Meeting of the Parliament 25 September 2019

25 Sep 2019 · S5 · Meeting of the Parliament
Item of business
Climate Change (Emissions Reduction Targets) (Scotland) Bill
Martin, Gillian SNP Aberdeenshire East Watch on SPTV

We are on the cusp of passing legislation that will have a massive impact. The hugely ambitious and challenging targets set out in the bill will cross every sector in Scotland, every business, every household and every person. The targets are the goal that we cannot miss, and committing to and achieving them will require massive system and behavioural change.
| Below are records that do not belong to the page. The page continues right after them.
use crate::error::SimulationError;
use crate::physics::{self, Vector2, WorldConfig};
use log::info;
use rand::Rng;
use shared::{Handshake, InputMessage, PlayerId, PlayerPosition};
use std::collections::BTreeMap;

/// One connected participant as the server sees it.
#[derive(Debug, Clone, PartialEq)]
pub struct Player {
    pub id: PlayerId,
    pub position: Vector2,
    pub velocity: Vector2,
    pub width: f32,
    pub height: f32,
    /// Fire flag from the most recent input message.
    pub firing: bool,
}

impl Player {
    pub fn new(id: PlayerId, position: Vector2, config: &WorldConfig) -> Self {
        Self {
            id,
            position,
            velocity: Vector2::default(),
            width: config.player_width,
            height: config.player_height,
            firing: false,
        }
    }

    pub fn handshake(&self) -> Handshake {
        Handshake {
            id: self.id,
            x: self.position.x,
            y: self.position.y,
        }
    }

    pub fn to_position(&self) -> PlayerPosition {
        PlayerPosition {
            id: self.id,
            x: self.position.x,
            y: self.position.y,
        }
    }
}

/// Picks a uniformly random position that keeps a player fully inside the field.
pub fn spawn_position<R: Rng>(config: &WorldConfig, rng: &mut R) -> Vector2 {
    Vector2 {
        x: rng.gen_range(0.0..=config.max_x()),
        y: rng.gen_range(0.0..=config.max_y()),
    }
}

/// Authoritative world: every connected player keyed by id.
///
/// Iteration (and therefore snapshot order) is ascending by id.
#[derive(Debug, Clone)]
pub struct GameState {
    pub tick: u64,
    config: WorldConfig,
    players: BTreeMap<PlayerId, Player>,
}

impl GameState {
    pub fn new(config: WorldConfig) -> Self {
        Self {
            tick: 0,
            config,
            players: BTreeMap::new(),
        }
    }

    pub fn config(&self) -> &WorldConfig {
        &self.config
    }

    /// Inserts a player, replacing and returning any previous entry with the same id.
    pub fn add_player(&mut self, player: Player) -> Option<Player> {
        info!(
            "Added player {} at ({}, {})",
            player.id, player.position.x, player.position.y
        );
        self.players.insert(player.id, player)
    }

    pub fn remove_player(&mut self, id: PlayerId) -> Option<Player> {
        let removed = self.players.remove(&id);
        if removed.is_some() {
            info!("Removed player {}", id);
        }
        removed
    }

    /// Applies one input message as a velocity increment.
    ///
    /// A zero delta leaves that axis alone; only friction slows a player down.
    /// Returns false when no such player exists.
    pub fn apply_input(&mut self, id: PlayerId, input: &InputMessage) -> bool {
        let acceleration = self.config.acceleration;
        match self.players.get_mut(&id) {
            Some(player) => {
                player.velocity.x += f32::from(input.dx) * acceleration;
                player.velocity.y += f32::from(input.dy) * acceleration;
                player.firing = input.fire;
                true
            }
            None => false,
        }
    }

    /// Advances the world by one tick.
    pub fn step(&mut self) -> Result<(), SimulationError> {
        physics::step(self)?;
        self.tick += 1;
        Ok(())
    }

    pub fn player(&self, id: PlayerId) -> Option<&Player> {
        self.players.get(&id)
    }

    pub fn player_mut(&mut self, id: PlayerId) -> Option<&mut Player> {
        self.players.get_mut(&id)
    }

    pub fn players(&self) -> impl Iterator<Item = &Player> {
        self.players.values()
    }

    pub(crate) fn players_mut(&mut self) -> impl Iterator<Item = &mut Player> {
        self.players.values_mut()
    }

    pub fn contains(&self, id: PlayerId) -> bool {
        self.players.contains_key(&id)
    }

    pub fn ids(&self) -> Vec<PlayerId> {
        self.players.keys().copied().collect()
    }

    /// Positions of all players at this instant, in iteration order.
    pub fn snapshot(&self) -> Vec<PlayerPosition> {
        self.players.values().map(Player::to_position).collect()
    }

    pub fn len(&self) -> usize {
        self.players.len()
    }

    pub fn is_empty(&self) -> bool {
        self.players.is_empty()
    }
}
Scotland will need to change and we will need to take those targets into account in so much of what we ask for from our Government, from now on, across all portfolios.

System change will have to happen urgently, and nowhere more than in my area, where public transport is not an option if you live in Rothienorman but work in Ellon, or if your surgery appointment is in Oldmeldrum but you live in Cross of Jackston.
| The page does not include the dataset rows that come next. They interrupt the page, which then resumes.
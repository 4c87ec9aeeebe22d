use crate::error::SimulationError;
use crate::game::{GameState, Player};

///Represents a vector in 2D space.
#[derive(Debug, Clone, Copy, PartialEq, Default)]
pub struct Vector2 {
    ///Value along the x-axis.
    /// Positive direction is to the right.
    pub x: f32,
    ///Value along the y-axis.
    /// Positive direction is down, matching screen coordinates.
    pub y: f32,
}

impl Vector2 {
    pub fn new(x: f32, y: f32) -> Self {
        Vector2 { x, y }
    }

    ///Returns the magnitude of the vector.
    pub fn magnitude(&self) -> f32 {
        (self.x * self.x + self.y * self.y).sqrt()
    }

    ///Returns the sum of two vectors.
    pub fn add(&self, other: &Vector2) -> Vector2 {
        Vector2 {
            x: self.x + other.x,
            y: self.y + other.y,
        }
    }

    pub fn is_finite(&self) -> bool {
        self.x.is_finite() && self.y.is_finite()
    }
}

///Field bounds and movement constants for one world.
#[derive(Debug, Clone, Copy, PartialEq)]
pub struct WorldConfig {
    pub field_width: f32,
    pub field_height: f32,
    pub player_width: f32,
    pub player_height: f32,
    ///Velocity added per axis for every input message that pushes that axis.
    pub acceleration: f32,
    ///Half of this is removed from each velocity axis per tick.
    pub friction: f32,
}

impl WorldConfig {
    ///Largest x a player of this world's width may occupy.
    pub fn max_x(&self) -> f32 {
        (self.field_width - self.player_width).max(0.0)
    }

    ///Largest y a player of this world's height may occupy.
    pub fn max_y(&self) -> f32 {
        (self.field_height - self.player_height).max(0.0)
    }
}

impl Default for WorldConfig {
    fn default() -> Self {
        WorldConfig {
            field_width: shared::FIELD_WIDTH,
            field_height: shared::FIELD_HEIGHT,
            player_width: shared::PLAYER_WIDTH,
            player_height: shared::PLAYER_HEIGHT,
            acceleration: shared::ACCELERATION,
            friction: shared::FRICTION,
        }
    }
}

///Keeps one axis inside `[0, max]`. Hitting a wall kills the momentum on that axis.
fn clamp_axis(position: &mut f32, velocity: &mut f32, max: f32) {
    if *position < 0.0 {
        *position = 0.0;
        *velocity = 0.0;
    } else if *position > max {
        *position = max;
        *velocity = 0.0;
    }
}

///Moves a velocity component toward zero without crossing it.
pub fn apply_friction(velocity: f32, damping: f32) -> f32 {
    if velocity > 0.0 {
        (velocity - damping).max(0.0)
    } else if velocity < 0.0 {
        (velocity + damping).min(0.0)
    } else {
        0.0
    }
}

///Advances a single player by one tick: integrate, clamp, then damp.
pub fn step_player(player: &mut Player, config: &WorldConfig) {
    player.position = player.position.add(&player.velocity);

    let max_x = (config.field_width - player.width).max(0.0);
    let max_y = (config.field_height - player.height).max(0.0);
    clamp_axis(&mut player.position.x, &mut player.velocity.x, max_x);
    clamp_axis(&mut player.position.y, &mut player.velocity.y, max_y);

    let damping = config.friction * 0.5;
    player.velocity.x = apply_friction(player.velocity.x, damping);
    player.velocity.y = apply_friction(player.velocity.y, damping);
}

///Runs one simulation tick over every player in the world.
///
///Returns an error if any player ends the tick with a non-finite position or
///velocity; the world is then no longer trustworthy.
pub fn step(world: &mut GameState) -> Result<(), SimulationError> {
    let config = *world.config();

    for player in world.players_mut() {
        step_player(player, &config);

        if !player.position.is_finite() || !player.velocity.is_finite() {
            return Err(SimulationError::NonFinite {
                id: player.id,
                x: player.position.x,
                y: player.position.y,
                vx: player.velocity.x,
                vy: player.velocity.y,
            });
        }
    }

    Ok(())
}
Your choices are limited if you want a home made of materials that lock up carbon, rather than add to the carbon burden. You might be able to heat your home only by burning oil from a big tank out in the garden. You might live in rented accommodation where you have no choice about how you heat your home at all. Heat pumps and electric vehicles are still the preserve of the wealthy, and you can only dream of such choice.

You might want to cycle to work, but given that you do not live on a cycle route, you cannot take the risk of being hit by a car on the dark winter mornings.

You might want to rid your home of single-use plastics, but the supermarkets are full of them, and even though you recycle everything that you can, you find yourself with two or three bin bags of mixed refuse a week that you know is going to landfill.

Your job and the money that you take home to pay your mortgage and feed your kids depend on oil and gas. That applies to a lot of people in my area. You hear people campaigning to keep it in the ground, but you know that if we do that too soon, your city will be a ghost town and unemployment will be rife. You only just got a decent job after losing one in 2016, so you have first-hand experience of what that is like. You want to take your skills and work in an organisation that will be part of the low-carbon revolution, but that is not happening as fast as you had hoped.

Where you can change your life, you do; you make all the choices that you can make to reduce your carbon footprint. You holiday at home instead of flying. You modify your diet and you minimise your food waste. You try to fix things rather than replace them. You go round the house switching off lights, turning down the heating and shouting at your children to put jumpers on, but the big things that you want to do are outwith your hands.

Those big things are up to us, here in this chamber, and the choices that we urge the Government to make. I look forward to the updated climate change plan that will set in place what we need to do to achieve the aims of the bill, because we have no option but to achieve those aims, and the people of Scotland want to play their part. They have told us that.

Before I sit down, I pay tribute to my colleague and friend John Scott, who would have loved to be sitting with us here, but who I know for a fact is at home, watching us debate the bill. He made a tremendous contribution. I thank my committee colleagues for the contributions that we all made as we went forward together, not always agreeing with one another, but reaching a consensus, as Finlay Carson mentioned. I also want to thank the clerks who have steered us through the progress of the bill, and the many people who contributed. We probably opened our doors a little wider than we had time for, but I think that it was very important to have everyone with a locus in this issue round the table, including the many young activists from across Scotland, who sat round the table with us and the Intergovernmental Panel on Climate Change. I am very proud that we all sat in the same room.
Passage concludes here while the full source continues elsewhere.